INSTRUCTIONS FOR THE TASK: Repeat only the lines running from the beginning of the material through the line that contains "let mut subs".

INFORMATION GIVEN Start Marker

//! 通知器
//!
//! 维护资源订阅列表，并持有唯一的输出通道。响应和通知都经过这个通道，
//! 由 Server 的写任务逐行写出，保证每行 JSON 不会交错。

use std::sync::Arc;

use parking_lot::RwLock;
use tokio::sync::mpsc;

use crate::protocol::{Notification, MESSAGES_URI};
use crate::types::QueuedMessage;

/// 输出通道（每条消息一行 JSON + '\n'）
pub type LineSender = mpsc::Sender<String>;

/// 资源更新通知的标题
const RESOURCE_UPDATED_TITLE: &str = "New lazygit comment received";

/// 通知器
pub struct Notifier {
    /// 已订阅的资源 URI（允许重复）
    subscriptions: RwLock<Vec<String>>,
    /// 当前输出通道，未连接时为 None
    sender: RwLock<Option<LineSender>>,
}

impl Notifier {
    /// 创建新的通知器
    pub fn new() -> Arc<Self> {
        Arc::new(Self::default())
    }

    /// 连接输出通道
    pub fn attach(&self, sender: LineSender) {
        *self.sender.write() = Some(sender);
        tracing::debug!("📡 Output channel attached");
    }

    /// 断开输出通道
    pub fn detach(&self) {
        self.sender.write().take();
        tracing::debug!("📡 Output channel detached");
    }

    /// 订阅资源
    pub fn subscribe(&self, uri: impl Into<String>) {
        let uri = uri.into();
        tracing::info!("📡 Resource subscribed: {}", uri);
        self.subscriptions.write().push(uri);
    }

    /// 取消订阅（移除第一条匹配项），返回是否移除
    pub fn unsubscribe(&self, uri: &str) -> bool {
        let mut subs = self.subscriptions.write();
        let removed = match subs.iter().position(|s| s == uri) {
            Some(pos) => {
                subs.remove(pos);
                true
            }
            None => false,
        };
        tracing::info!("📡 Resource unsubscribed: {} (removed={})", uri, removed);
        removed
    }

    /// 是否有订阅者
    pub fn has_subscribers(&self) -> bool {
        !self.subscriptions.read().is_empty()
    }

    /// 订阅条目数
    pub fn subscription_count(&self) -> usize {
        self.subscriptions.read().len()
    }

    /// 新消息入队后的通知
    ///
    /// 有订阅者时先发资源更新，之后总是发一条 info 日志通知。
    pub fn notify_new_message(&self, msg: &QueuedMessage) {
        if self.has_subscribers() {
            self.notify(Notification::ResourceUpdated {
                uri: MESSAGES_URI.to_string(),
                title: RESOURCE_UPDATED_TITLE.to_string(),
            });
            tracing::debug!("📡 Sent resource update notification");
        }

        self.notify(Notification::LogMessage {
            level: "info".to_string(),
            message: format!("New message from lazygit: {}", msg.comment),
        });
    }

    /// 发送通知（非阻塞，fire-and-forget）
    pub fn notify(&self, notification: Notification) {
        let message = match serde_json::to_string(&notification.to_jsonrpc()) {
            Ok(json) => format!("{}\n", json),
            Err(e) => {
                tracing::error!("Failed to serialize notification: {}", e);
                return;
            }
        };

        let Some(sender) = self.current_sender() else {
            tracing::trace!("📡 No output channel, dropping notification");
            return;
        };

        if let Err(e) = sender.try_send(message) {
            match e {
                mpsc::error::TrySendError::Full(_) => {
                    tracing::warn!("📡 Channel full, dropping notification");
                }
                mpsc::error::TrySendError::Closed(_) => {
                    tracing::debug!("📡 Channel closed, dropping notification");
                }
            }
        }
    }

    /// 发送一行（响应用，等待通道有空位）
    pub async fn send_line(&self, line: String) -> bool {
        // 先取出 sender 的 clone，再释放锁
        match self.current_sender() {
            Some(sender) => sender.send(line).await.is_ok(),
            None => false,
        }
    }

    fn current_sender(&self) -> Option<LineSender> {
        self.sender.read().clone()
    }
}

impl Default for Notifier {
    fn default() -> Self {
        Self {
            subscriptions: RwLock::new(Vec::new()),
            sender: RwLock::new(None),
        }
    }
}

#[cfg(test)]
mod tests {
    use super::*;

    fn sample() -> QueuedMessage {
        QueuedMessage::new("a.go", "fix nil check", "/repo", "2024-01-01T00:00:00Z")
    }

    #[test]
    fn test_notify_without_subscribers_sends_log_only() {
        let notifier = Notifier::new();
        let (tx, mut rx) = mpsc::channel(10);
        notifier.attach(tx);

        notifier.notify_new_message(&sample());

        let line = rx.try_recv().unwrap();
        let value: serde_json::Value = serde_json::from_str(line.trim_end()).unwrap();
        assert_eq!(value["method"], "notifications/message");
        assert_eq!(value["params"]["level"], "info");
        assert_eq!(value["params"]["message"], "New message from lazygit: fix nil check");
        assert!(rx.try_recv().is_err());
    }

    #[test]
    fn test_notify_with_subscriber_sends_update_first() {
        let notifier = Notifier::new();
        let (tx, mut rx) = mpsc::channel(10);
        notifier.attach(tx);
        notifier.subscribe(MESSAGES_URI);

        notifier.notify_new_message(&sample());

        let first: serde_json::Value = serde_json::from_str(rx.try_recv().unwrap().trim_end()).unwrap();
        assert_eq!(first["method"], "notifications/resources/updated");
        assert_eq!(first["params"]["uri"], MESSAGES_URI);
        assert_eq!(first["params"]["title"], RESOURCE_UPDATED_TITLE);

        let second: serde_json::Value = serde_json::from_str(rx.try_recv().unwrap().trim_end()).unwrap();
        assert_eq!(second["method"], "notifications/message");
    }

    #[test]
    fn test_subscriptions_allow_duplicates() {
        let notifier = Notifier::new();
        notifier.subscribe(MESSAGES_URI);
        notifier.subscribe(MESSAGES_URI);
        assert_eq!(notifier.subscription_count(), 2);

        assert!(notifier.unsubscribe(MESSAGES_URI));
        assert!(notifier.has_subscribers());
        assert!(notifier.unsubscribe(MESSAGES_URI));
        assert!(!notifier.has_subscribers());
        assert!(!notifier.unsubscribe(MESSAGES_URI));
    }

    #[test]
    fn test_notify_detached_is_noop() {
        let notifier = Notifier::new();
        let (tx, mut rx) = mpsc::channel(10);
        notifier.attach(tx);
        notifier.detach();

        notifier.notify_new_message(&sample());
        assert!(rx.try_recv().is_err());
    }
}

INFORMATION GIVEN End Marker

OUTPUT:
//! 通知器
//!
//! 维护资源订阅列表，并持有唯一的输出通道。响应和通知都经过这个通道，
//! 由 Server 的写任务逐行写出，保证每行 JSON 不会交错。

use std::sync::Arc;

use parking_lot::RwLock;
use tokio::sync::mpsc;

use crate::protocol::{Notification, MESSAGES_URI};
use crate::types::QueuedMessage;

/// 输出通道（每条消息一行 JSON + '\n'）
pub type LineSender = mpsc::Sender<String>;

/// 资源更新通知的标题
const RESOURCE_UPDATED_TITLE: &str = "New lazygit comment received";

/// 通知器
pub struct Notifier {
    /// 已订阅的资源 URI（允许重复）
    subscriptions: RwLock<Vec<String>>,
    /// 当前输出通道，未连接时为 None
    sender: RwLock<Option<LineSender>>,
}

impl Notifier {
    /// 创建新的通知器
    pub fn new() -> Arc<Self> {
        Arc::new(Self::default())
    }

    /// 连接输出通道
    pub fn attach(&self, sender: LineSender) {
        *self.sender.write() = Some(sender);
        tracing::debug!("📡 Output channel attached");
    }

    /// 断开输出通道
    pub fn detach(&self) {
        self.sender.write().take();
        tracing::debug!("📡 Output channel detached");
    }

    /// 订阅资源
    pub fn subscribe(&self, uri: impl Into<String>) {
        let uri = uri.into();
        tracing::info!("📡 Resource subscribed: {}", uri);
        self.subscriptions.write().push(uri);
    }

    /// 取消订阅（移除第一条匹配项），返回是否移除
    pub fn unsubscribe(&self, uri: &str) -> bool {
        let mut subs = self.subscriptions.write();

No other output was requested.